(Beginning of The data)
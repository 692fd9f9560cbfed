//! Database model for invoices.

use chrono::NaiveDate;
use diesel::prelude::*;

use finbooks_core::errors::{Error, Result};
use finbooks_core::invoices::Invoice;

use crate::utils::{decimal_to_f64, f64_to_decimal};

#[derive(Queryable, Identifiable, Insertable, AsChangeset, Selectable, Clone, Debug)]
#[diesel(table_name = crate::schema::invoices)]
#[diesel(check_for_backend(diesel::sqlite::Sqlite))]
pub struct InvoiceDB {
    pub id: String,
    pub user_id: String,
    pub invoice_number: String,
    pub client_name: String,
    pub invoice_type: String,
    pub status: String,
    pub total_amount: f64,
    pub invoice_date: NaiveDate,
    pub due_date: NaiveDate,
}

impl TryFrom<InvoiceDB> for Invoice {
    type Error = Error;

    fn try_from(db: InvoiceDB) -> Result<Self> {
        Ok(Invoice {
            id: db.id,
            user_id: db.user_id,
            invoice_number: db.invoice_number,
            client_name: db.client_name,
            invoice_type: db.invoice_type.parse()?,
            status: db.status.parse()?,
            total_amount: f64_to_decimal(db.total_amount),
            invoice_date: db.invoice_date,
            due_date: db.due_date,
        })
    }
}

impl From<&Invoice> for InvoiceDB {
    fn from(invoice: &Invoice) -> Self {
        InvoiceDB {
            id: invoice.id.clone(),
            user_id: invoice.user_id.clone(),
            invoice_number: invoice.invoice_number.clone(),
            client_name: invoice.client_name.clone(),
            invoice_type: invoice.invoice_type.as_str().to_string(),
            status: invoice.status.as_str().to_string(),
            total_amount: decimal_to_f64(invoice.total_amount),
            invoice_date: invoice.invoice_date,
            due_date: invoice.due_date,
        }
    }
}
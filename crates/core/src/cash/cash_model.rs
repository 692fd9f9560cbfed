//! Cash domain models.

use chrono::NaiveDate;
use rust_decimal::Decimal;
use serde::{Deserialize, Serialize};

use crate::errors::{PositionError, ValidationError};
use crate::{Error, Result};

/// Category used for the mirror transaction written on a cash deposit.
pub const CASH_DEPOSIT_CATEGORY: &str = "Cash Deposit";
/// Category used for the mirror transaction written on a cash withdrawal.
pub const CASH_WITHDRAWAL_CATEGORY: &str = "Cash Withdrawal";

/// Direction of a cash transaction row.
#[derive(Debug, Clone, Copy, PartialEq, Eq, Serialize, Deserialize)]
#[serde(rename_all = "lowercase")]
pub enum CashTransactionType {
    Income,
    Expense,
}

impl CashTransactionType {
    pub fn as_str(&self) -> &'static str {
        match self {
            CashTransactionType::Income => "income",
            CashTransactionType::Expense => "expense",
        }
    }
}

impl std::str::FromStr for CashTransactionType {
    type Err = Error;

    fn from_str(s: &str) -> Result<Self> {
        match s {
            "income" => Ok(CashTransactionType::Income),
            "expense" => Ok(CashTransactionType::Expense),
            other => Err(Error::Validation(ValidationError::InvalidInput(format!(
                "Unknown cash transaction type: {other}"
            )))),
        }
    }
}

impl std::fmt::Display for CashTransactionType {
    fn fmt(&self, f: &mut std::fmt::Formatter<'_>) -> std::fmt::Result {
        write!(f, "{}", self.as_str())
    }
}

/// The single cash account a user holds, created lazily with a zero balance.
#[derive(Debug, Clone, Serialize, Deserialize)]
#[serde(rename_all = "camelCase")]
pub struct CashAccount {
    pub id: String,
    pub user_id: String,
    pub balance: Decimal,
}

impl CashAccount {
    /// Adds `amount` to the balance.
    pub fn apply_deposit(&mut self, amount: Decimal) {
        self.balance += amount;
    }

    /// Subtracts `amount` from the balance.
    ///
    /// Fails when the balance does not cover the amount; the balance is left
    /// untouched in that case.
    pub fn apply_withdrawal(&mut self, amount: Decimal) -> Result<()> {
        if self.balance < amount {
            return Err(Error::Position(PositionError::InsufficientFunds {
                attempted: amount,
                available: self.balance,
            }));
        }
        self.balance -= amount;
        Ok(())
    }
}

/// An income or expense row in the cash transactions table.
///
/// Besides user-entered bookkeeping rows, this table also carries the mirror
/// rows written by cash deposits/withdrawals and mutual fund flows.
#[derive(Debug, Clone, Serialize, Deserialize)]
#[serde(rename_all = "camelCase")]
pub struct CashTransaction {
    pub id: String,
    pub user_id: String,
    pub transaction_type: CashTransactionType,
    pub amount: Decimal,
    pub category: String,
    pub description: Option<String>,
    pub date: NaiveDate,
}

/// Input model for recording a cash transaction.
#[derive(Debug, Clone, Serialize, Deserialize)]
#[serde(rename_all = "camelCase")]
pub struct NewCashTransaction {
    pub user_id: String,
    pub transaction_type: CashTransactionType,
    pub amount: Decimal,
    pub category: String,
    pub description: Option<String>,
    pub date: NaiveDate,
}

impl NewCashTransaction {
    pub fn validate(&self) -> Result<()> {
        if self.user_id.trim().is_empty() {
            return Err(Error::Validation(ValidationError::MissingField(
                "userId".to_string(),
            )));
        }
        if self.amount <= Decimal::ZERO {
            return Err(Error::Validation(ValidationError::InvalidInput(
                "Transaction amount must be positive".to_string(),
            )));
        }
        if self.category.trim().is_empty() {
            return Err(Error::Validation(ValidationError::MissingField(
                "category".to_string(),
            )));
        }
        Ok(())
    }
}

/// Input model for a cash deposit or withdrawal.
#[derive(Debug, Clone, Serialize, Deserialize)]
#[serde(rename_all = "camelCase")]
pub struct CashAdjustment {
    pub user_id: String,
    pub amount: Decimal,
    /// Defaults to the current date when omitted.
    pub date: Option<NaiveDate>,
}

impl CashAdjustment {
    pub fn validate(&self) -> Result<()> {
        if self.user_id.trim().is_empty() {
            return Err(Error::Validation(ValidationError::MissingField(
                "userId".to_string(),
            )));
        }
        if self.amount <= Decimal::ZERO {
            return Err(Error::Validation(ValidationError::InvalidInput(
                "Adjustment amount must be positive".to_string(),
            )));
        }
        Ok(())
    }

    /// The date the adjustment takes effect, defaulting to today.
    pub fn effective_date(&self) -> NaiveDate {
        self.date
            .unwrap_or_else(|| chrono::Utc::now().date_naive())
    }
}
(End of The data)
In full and exactly as written, repeat the data.

repository 692fd9f9560cbfed
//! Database model for invoices.

use chrono::NaiveDate;
use diesel::prelude::*;

use finbooks_core::errors::{Error, Result};
use finbooks_core::invoices::Invoice;

use crate::utils::{decimal_to_f64, f64_to_decimal};

#[derive(Queryable, Identifiable, Insertable, AsChangeset, Selectable, Clone, Debug)]
#[diesel(table_name = crate::schema::invoices)]
#[diesel(check_for_backend(diesel::sqlite::Sqlite))]
pub struct InvoiceDB {
    pub id: String,
    pub user_id: String,
    pub invoice_number: String,
    pub client_name: String,
    pub invoice_type: String,
    pub status: String,
    pub total_amount: f64,
    pub invoice_date: NaiveDate,
    pub due_date: NaiveDate,
}

impl TryFrom<InvoiceDB> for Invoice {
    type Error = Error;

    fn try_from(db: InvoiceDB) -> Result<Self> {
        Ok(Invoice {
            id: db.id,
            user_id: db.user_id,
            invoice_number: db.invoice_number,
            client_name: db.client_name,
            invoice_type: db.invoice_type.parse()?,
            status: db.status.parse()?,
            total_amount: f64_to_decimal(db.total_amount),
            invoice_date: db.invoice_date,
            due_date: db.due_date,
        })
    }
}

impl From<&Invoice> for InvoiceDB {
    fn from(invoice: &Invoice) -> Self {
        InvoiceDB {
            id: invoice.id.clone(),
            user_id: invoice.user_id.clone(),
            invoice_number: invoice.invoice_number.clone(),
            client_name: invoice.client_name.clone(),
            invoice_type: invoice.invoice_type.as_str().to_string(),
            status: invoice.status.as_str().to_string(),
            total_amount: decimal_to_f64(invoice.total_amount),
            invoice_date: invoice.invoice_date,
            due_date: invoice.due_date,
        }
    }
}
filename crates/core/src/cash/cash_model.rs
repository 692fd9f9560cbfed
//! Cash domain models.

use chrono::NaiveDate;
use rust_decimal::Decimal;
use serde::{Deserialize, Serialize};

use crate::errors::{PositionError, ValidationError};
use crate::{Error, Result};

/// Category used for the mirror transaction written on a cash deposit.
pub const CASH_DEPOSIT_CATEGORY: &str = "Cash Deposit";
/// Category used for the mirror transaction written on a cash withdrawal.
pub const CASH_WITHDRAWAL_CATEGORY: &str = "Cash Withdrawal";

/// Direction of a cash transaction row.
#[derive(Debug, Clone, Copy, PartialEq, Eq, Serialize, Deserialize)]
#[serde(rename_all = "lowercase")]
pub enum CashTransactionType {
    Income,
    Expense,
}

impl CashTransactionType {
    pub fn as_str(&self) -> &'static str {
        match self {
            CashTransactionType::Income => "income",
            CashTransactionType::Expense => "expense",
        }
    }
}

impl std::str::FromStr for CashTransactionType {
    type Err = Error;

    fn from_str(s: &str) -> Result<Self> {
        match s {
            "income" => Ok(CashTransactionType::Income),
            "expense" => Ok(CashTransactionType::Expense),
            other => Err(Error::Validation(ValidationError::InvalidInput(format!(
                "Unknown cash transaction type: {other}"
            )))),
        }
    }
}

impl std::fmt::Display for CashTransactionType {
    fn fmt(&self, f: &mut std::fmt::Formatter<'_>) -> std::fmt::Result {
        write!(f, "{}", self.as_str())
    }
}

/// The single cash account a user holds, created lazily with a zero balance.
#[derive(Debug, Clone, Serialize, Deserialize)]
#[serde(rename_all = "camelCase")]
pub struct CashAccount {
    pub id: String,
    pub user_id: String,
    pub balance: Decimal,
}

impl CashAccount {
    /// Adds `amount` to the balance.
    pub fn apply_deposit(&mut self, amount: Decimal) {
        self.balance += amount;
    }

    /// Subtracts `amount` from the balance.
    ///
    /// Fails when the balance does not cover the amount; the balance is left
    /// untouched in that case.
    pub fn apply_withdrawal(&mut self, amount: Decimal) -> Result<()> {
        if self.balance < amount {
            return Err(Error::Position(PositionError::InsufficientFunds {
                attempted: amount,
                available: self.balance,
            }));
        }
        self.balance -= amount;
        Ok(())
    }
}

/// An income or expense row in the cash transactions table.
///
/// Besides user-entered bookkeeping rows, this table also carries the mirror
/// rows written by cash deposits/withdrawals and mutual fund flows.
#[derive(Debug, Clone, Serialize, Deserialize)]
#[serde(rename_all = "camelCase")]
pub struct CashTransaction {
    pub id: String,
    pub user_id: String,
    pub transaction_type: CashTransactionType,
    pub amount: Decimal,
    pub category: String,
    pub description: Option<String>,
    pub date: NaiveDate,
}

/// Input model for recording a cash transaction.
#[derive(Debug, Clone, Serialize, Deserialize)]
#[serde(rename_all = "camelCase")]
pub struct NewCashTransaction {
    pub user_id: String,
    pub transaction_type: CashTransactionType,
    pub amount: Decimal,
    pub category: String,
    pub description: Option<String>,
    pub date: NaiveDate,
}

impl NewCashTransaction {
    pub fn validate(&self) -> Result<()> {
        if self.user_id.trim().is_empty() {
            return Err(Error::Validation(ValidationError::MissingField(
                "userId".to_string(),
            )));
        }
        if self.amount <= Decimal::ZERO {
            return Err(Error::Validation(ValidationError::InvalidInput(
                "Transaction amount must be positive".to_string(),
            )));
        }
        if self.category.trim().is_empty() {
            return Err(Error::Validation(ValidationError::MissingField(
                "category".to_string(),
            )));
        }
        Ok(())
    }
}

/// Input model for a cash deposit or withdrawal.
#[derive(Debug, Clone, Serialize, Deserialize)]
#[serde(rename_all = "camelCase")]
pub struct CashAdjustment {
    pub user_id: String,
    pub amount: Decimal,
    /// Defaults to the current date when omitted.
    pub date: Option<NaiveDate>,
}

impl CashAdjustment {
    pub fn validate(&self) -> Result<()> {
        if self.user_id.trim().is_empty() {
            return Err(Error::Validation(ValidationError::MissingField(
                "userId".to_string(),
            )));
        }
        if self.amount <= Decimal::ZERO {
            return Err(Error::Validation(ValidationError::InvalidInput(
                "Adjustment amount must be positive".to_string(),
            )));
        }
        Ok(())
    }

    /// The date the adjustment takes effect, defaulting to today.
    pub fn effective_date(&self) -> NaiveDate {
        self.date
            .unwrap_or_else(|| chrono::Utc::now().date_naive())
    }
}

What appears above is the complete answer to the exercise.